Goal of the exercise —
Look for "crate" in the material below and show each line that contains it.

[Start of section]

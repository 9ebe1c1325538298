#![deny(rust_2018_idioms)]

pub mod config;
pub mod db;
pub mod fmt;
#[cfg(feature = "pyo3")]
pub mod plot;
pub mod series;

// Re-exports.
pub use config::{FigureSpec, PlotConfig};
pub use db::{ResultsDB, Search};
pub use series::Series;

use color_eyre::eyre::WrapErr;
use color_eyre::Report;
use db::{run_latency_histogram, CacheLog, HistsFile};
use fmt::PlotFmt;

// latencies in histograms are in microseconds
const CDF_SCALE: f64 = 1_000.0;

#[derive(Debug, Clone, Copy, PartialEq, Eq)]
pub enum ChartKind {
    Lines,
    Bars,
    Cdf,
}

/// Axes settings of a chart.
#[derive(Debug, Clone, Default, PartialEq)]
pub struct ChartOpts {
    pub xlabel: String,
    pub ylabel: String,
    pub log_x: bool,
    pub log_y: bool,
    pub x_max: Option<f64>,
    pub y_max: Option<f64>,
    pub markers: bool,
}

/// A single output figure: what to draw and how.
#[derive(Debug, Clone, PartialEq)]
pub struct Chart {
    pub name: String,
    pub kind: ChartKind,
    pub opts: ChartOpts,
    pub series: Vec<Series>,
}

/// Computes the charts of `figure`. A latency-throughput figure yields one
/// chart per latency type, every other figure a single chart.
pub fn charts(
    config: &PlotConfig,
    db: &ResultsDB,
    figure: &FigureSpec,
) -> Result<Vec<Chart>, Report> {
    let charts = match figure {
        FigureSpec::LatencyThroughput {
            name,
            metrics,
            latencies,
            log_y,
            y_max,
        } => latencies
            .iter()
            .map(|&latency| -> Result<Chart, Report> {
                let series =
                    series::latency_throughput(db, config, metrics, latency)?;
                Ok(Chart {
                    name: format!("{}-{}", name, latency.file_suffix()),
                    kind: ChartKind::Lines,
                    opts: ChartOpts {
                        xlabel: PlotFmt::throughput_label().to_string(),
                        ylabel: PlotFmt::latency_label(latency),
                        log_y: *log_y,
                        y_max: *y_max,
                        markers: true,
                        ..Default::default()
                    },
                    series,
                })
            })
            .collect::<Result<Vec<_>, Report>>()?,
        FigureSpec::ThroughputBars {
            name,
            metrics,
            xlabel,
            log_y,
        } => vec![Chart {
            name: name.clone(),
            kind: ChartKind::Bars,
            opts: ChartOpts {
                xlabel: xlabel.clone(),
                ylabel: PlotFmt::throughput_label().to_string(),
                log_y: *log_y,
                ..Default::default()
            },
            series: series::throughput_bars(db, config, metrics)?,
        }],
        FigureSpec::LatencyCdf {
            name,
            inputs,
            log_x,
        } => {
            let mut all_series = Vec::with_capacity(inputs.len());
            for input in inputs {
                let histogram = run_latency_histogram(&input.run_dir)
                    .wrap_err_with(|| {
                        format!("load histograms of {}", input.run_dir)
                    })?;
                all_series.push(series::latency_cdf(
                    &input.label,
                    &histogram,
                    CDF_SCALE,
                ));
            }
            vec![Chart {
                name: name.clone(),
                kind: ChartKind::Cdf,
                opts: ChartOpts {
                    xlabel: String::from("Latency (ms)"),
                    ylabel: PlotFmt::cdf_label().to_string(),
                    log_x: *log_x,
                    y_max: Some(1.0),
                    ..Default::default()
                },
                series: all_series,
            }]
        }
        FigureSpec::Timeline {
            name,
            inputs,
            x_max,
            y_max,
        } => {
            let mut all_series = Vec::with_capacity(inputs.len());
            for input in inputs {
                let hists = HistsFile::load(&input.path)?;
                all_series.push(series::throughput_timeline(
                    &input.label,
                    hists.tput_log()?,
                    input.offset_secs,
                    input.zero_ends,
                ));
            }
            vec![Chart {
                name: name.clone(),
                kind: ChartKind::Lines,
                opts: ChartOpts {
                    xlabel: PlotFmt::time_label().to_string(),
                    ylabel: PlotFmt::throughput_label().to_string(),
                    x_max: *x_max,
                    y_max: *y_max,
                    ..Default::default()
                },
                series: all_series,
            }]
        }
        FigureSpec::CacheTimeline {
            name,
            path,
            start_diff,
            x_max,
        } => {
            let log = CacheLog::load(path, *start_diff)?;
            vec![Chart {
                name: name.clone(),
                kind: ChartKind::Lines,
                opts: ChartOpts {
                    xlabel: PlotFmt::time_label().to_string(),
                    ylabel: String::from("Percentage"),
                    x_max: *x_max,
                    y_max: Some(100.0),
                    ..Default::default()
                },
                series: series::cache_timeline(&log),
            }]
        }
    };
    Ok(charts)
}

#[cfg(feature = "pyo3")]
pub use render::{render, render_bars, render_cdf, render_lines};

#[cfg(feature = "pyo3")]
mod render {
    use super::{Chart, ChartKind, ChartOpts, PlotConfig};
    use crate::fmt::PlotFmt;
    use crate::plot::{Axes, Figure, PyPlot};
    use crate::series::{self, BarLayout, Series};
    use crate::{pydict, pytry};
    use color_eyre::eyre::WrapErr;
    use color_eyre::Report;
    use pyo3::prelude::*;

    const FIGSIZE: (f64, f64) = (8.0, 4.5);

    pub fn render(
        py: Python<'_>,
        config: &PlotConfig,
        chart: &Chart,
    ) -> Result<(), Report> {
        match chart.kind {
            ChartKind::Lines => render_lines(
                py,
                config,
                &chart.name,
                &chart.series,
                &chart.opts,
            ),
            ChartKind::Bars => render_bars(
                py,
                config,
                &chart.name,
                &chart.series,
                &chart.opts,
            ),
            ChartKind::Cdf => {
                render_cdf(py, config, &chart.name, &chart.series, &chart.opts)
            }
        }
    }

    /// Draws each series as a line, with error bars when it has a
    /// confidence interval.
    pub fn render_lines(
        py: Python<'_>,
        config: &PlotConfig,
        name: &str,
        all_series: &[Series],
        opts: &ChartOpts,
    ) -> Result<(), Report> {
        let plt = pytry!(py, PyPlot::new(py));
        let (fig, ax) = new_figure(py, &plt)?;

        for (index, series) in all_series.iter().enumerate() {
            let kwargs = pytry!(
                py,
                pydict!(
                    py,
                    ("label", series.label.as_str()),
                    ("color", PlotFmt::color(index)),
                    ("linestyle", PlotFmt::linestyle(index)),
                    ("linewidth", 1),
                )
            );
            if opts.markers {
                pytry!(py, kwargs.set_item("marker", PlotFmt::marker(index)));
            }
            match &series.ci {
                Some(ci) => {
                    pytry!(py, kwargs.set_item("yerr", ci.clone()));
                    pytry!(py, kwargs.set_item("capsize", 3));
                    pytry!(
                        py,
                        ax.errorbar(
                            series.x.clone(),
                            series.y.clone(),
                            Some(kwargs)
                        )
                    );
                }
                None => {
                    pytry!(
                        py,
                        ax.plot(
                            series.x.clone(),
                            series.y.clone(),
                            Some(kwargs)
                        )
                    );
                }
            }
        }

        decorate(py, &ax, opts, all_series.len())?;
        save(py, &plt, fig, config, name)
    }

    /// Draws the series as groups of bars, one group per x value of the
    /// first series.
    pub fn render_bars(
        py: Python<'_>,
        config: &PlotConfig,
        name: &str,
        all_series: &[Series],
        opts: &ChartOpts,
    ) -> Result<(), Report> {
        let plt = pytry!(py, PyPlot::new(py));
        let (fig, ax) = new_figure(py, &plt)?;

        let layout = BarLayout::default();
        let groups = all_series.iter().map(Series::len).max().unwrap_or(0);
        for (index, series) in all_series.iter().enumerate() {
            let kwargs = pytry!(
                py,
                pydict!(
                    py,
                    ("label", series.label.as_str()),
                    ("width", layout.width),
                    ("color", PlotFmt::grey(index)),
                    ("hatch", PlotFmt::hatch(index)),
                    ("edgecolor", "black"),
                    ("align", "center"),
                    ("zorder", 3),
                )
            );
            if let Some(ci) = &series.ci {
                pytry!(py, kwargs.set_item("yerr", ci.clone()));
                pytry!(py, kwargs.set_item("capsize", 3));
                pytry!(py, kwargs.set_item("ecolor", "#5c5c5c"));
            }
            let x = layout.positions(index, series.len());
            pytry!(py, ax.bar(x, series.y.clone(), Some(kwargs)));
        }

        // label groups with the x values of the first series
        if let Some(first) = all_series.first() {
            pytry!(py, ax.set_xticks(layout.ticks(all_series.len(), groups)));
            let labels: Vec<_> =
                first.x.iter().map(|x| format!("{}", x)).collect();
            pytry!(py, ax.set_xticklabels(labels));
        }
        let kwargs = pytry!(py, pydict!(py, ("axis", "y"), ("zorder", 0)));
        pytry!(py, ax.grid(Some(kwargs)));

        decorate(py, &ax, opts, all_series.len())?;
        save(py, &plt, fig, config, name)
    }

    /// Draws each series as a stepped cumulative distribution.
    pub fn render_cdf(
        py: Python<'_>,
        config: &PlotConfig,
        name: &str,
        all_series: &[Series],
        opts: &ChartOpts,
    ) -> Result<(), Report> {
        let stepped: Vec<_> = all_series
            .iter()
            .map(|series| {
                let (x, y) = series::step_up_cdf(&series.x, &series.y);
                Series::new(&series.label, x, y)
            })
            .collect();
        let opts = ChartOpts {
            markers: false,
            ..opts.clone()
        };
        render_lines(py, config, name, &stepped, &opts)
    }

    fn new_figure<'p>(
        py: Python<'p>,
        plt: &PyPlot<'p>,
    ) -> Result<(Figure<'p>, Axes<'p>), Report> {
        let kwargs = pytry!(py, pydict!(py, ("figsize", FIGSIZE)));
        let (fig, ax) = pytry!(py, plt.subplots(Some(kwargs)));
        Ok((fig, ax))
    }

    fn decorate(
        py: Python<'_>,
        ax: &Axes<'_>,
        opts: &ChartOpts,
        series_count: usize,
    ) -> Result<(), Report> {
        pytry!(py, ax.set_xlabel(&opts.xlabel));
        pytry!(py, ax.set_ylabel(&opts.ylabel));

        if opts.log_x {
            pytry!(py, ax.set_xscale("log"));
        }
        if opts.log_y {
            pytry!(py, ax.set_yscale("log"));
        }
        if let Some(x_max) = opts.x_max {
            let kwargs = pytry!(py, pydict!(py, ("right", x_max)));
            pytry!(py, ax.set_xlim(Some(kwargs)));
        }
        // linear y axes start at zero
        let kwargs = pytry!(py, pydict!(py, ("top", opts.y_max)));
        if !opts.log_y {
            pytry!(py, kwargs.set_item("bottom", 0));
        }
        pytry!(py, ax.set_ylim(Some(kwargs)));

        // legend above the plot, in a single row when possible
        let kwargs = pytry!(
            py,
            pydict!(
                py,
                ("loc", "lower center"),
                ("bbox_to_anchor", (0.5, 1.0)),
                ("frameon", false),
                ("ncol", series_count.clamp(1, 6)),
            )
        );
        pytry!(py, ax.legend(Some(kwargs)));
        Ok(())
    }

    fn save(
        py: Python<'_>,
        plt: &PyPlot<'_>,
        fig: Figure<'_>,
        config: &PlotConfig,
        name: &str,
    ) -> Result<(), Report> {
        std::fs::create_dir_all(&config.fig_dir)
            .wrap_err_with(|| format!("create {}", config.fig_dir))?;
        for path in config.figure_paths(name) {
            let kwargs = pytry!(py, pydict!(py, ("bbox_inches", "tight")));
            pytry!(py, plt.savefig(&path, Some(kwargs)));
            tracing::info!("saved {}", path);
        }
        pytry!(py, plt.close(fig));
        Ok(())
    }
}
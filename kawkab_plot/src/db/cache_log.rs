use color_eyre::eyre::WrapErr;
use color_eyre::Report;
use serde::{Deserialize, Serialize};
use std::io::Read;
use std::path::Path;

/// Periodic cache statistics dumped by a kawkab server, in percentages.
#[derive(Debug, Clone, Default, PartialEq, Serialize, Deserialize)]
pub struct CacheLog {
    pub time_secs: Vec<f64>,
    pub cache_occupancy: Vec<f64>,
    pub local_store_occupancy: Vec<f64>,
    pub local_store_evictable: Vec<f64>,
    pub global_store_queue: Vec<f64>,
}

// columns of the headerless csv, in order
#[derive(Debug, Deserialize)]
struct CacheLogRow {
    cache_occupancy: f64,
    local_store_occupancy: f64,
    local_store_evictable: f64,
    global_store_queue: f64,
    time: f64,
}

impl CacheLog {
    pub fn load(
        path: impl AsRef<Path>,
        start_diff: usize,
    ) -> Result<Self, Report> {
        let path = path.as_ref();
        let file = std::fs::File::open(path)
            .wrap_err_with(|| format!("open cache log {}", path.display()))?;
        Self::from_reader(file, start_diff)
            .wrap_err_with(|| format!("parse cache log {}", path.display()))
    }

    /// Parses the log, dropping the first `start_diff` rows (logged before
    /// the clients started) and shifting time so that clients start at 0.
    pub fn from_reader(
        reader: impl Read,
        start_diff: usize,
    ) -> Result<Self, Report> {
        let mut reader = csv::ReaderBuilder::new()
            .has_headers(false)
            .trim(csv::Trim::All)
            .from_reader(reader);

        let mut log = Self::default();
        for row in reader.deserialize().skip(start_diff) {
            let row: CacheLogRow = row?;
            log.time_secs.push(row.time.trunc() - start_diff as f64);
            log.cache_occupancy.push(row.cache_occupancy);
            log.local_store_occupancy.push(row.local_store_occupancy);
            log.local_store_evictable.push(row.local_store_evictable);
            log.global_store_queue.push(row.global_store_queue);
        }
        Ok(log)
    }

    pub fn len(&self) -> usize {
        self.time_secs.len()
    }

    pub fn is_empty(&self) -> bool {
        self.time_secs.is_empty()
    }
}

[End of section]

Answer box —
    use crate::fmt::PlotFmt;
    use crate::plot::{Axes, Figure, PyPlot};
    use crate::series::{self, BarLayout, Series};
    use crate::{pydict, pytry};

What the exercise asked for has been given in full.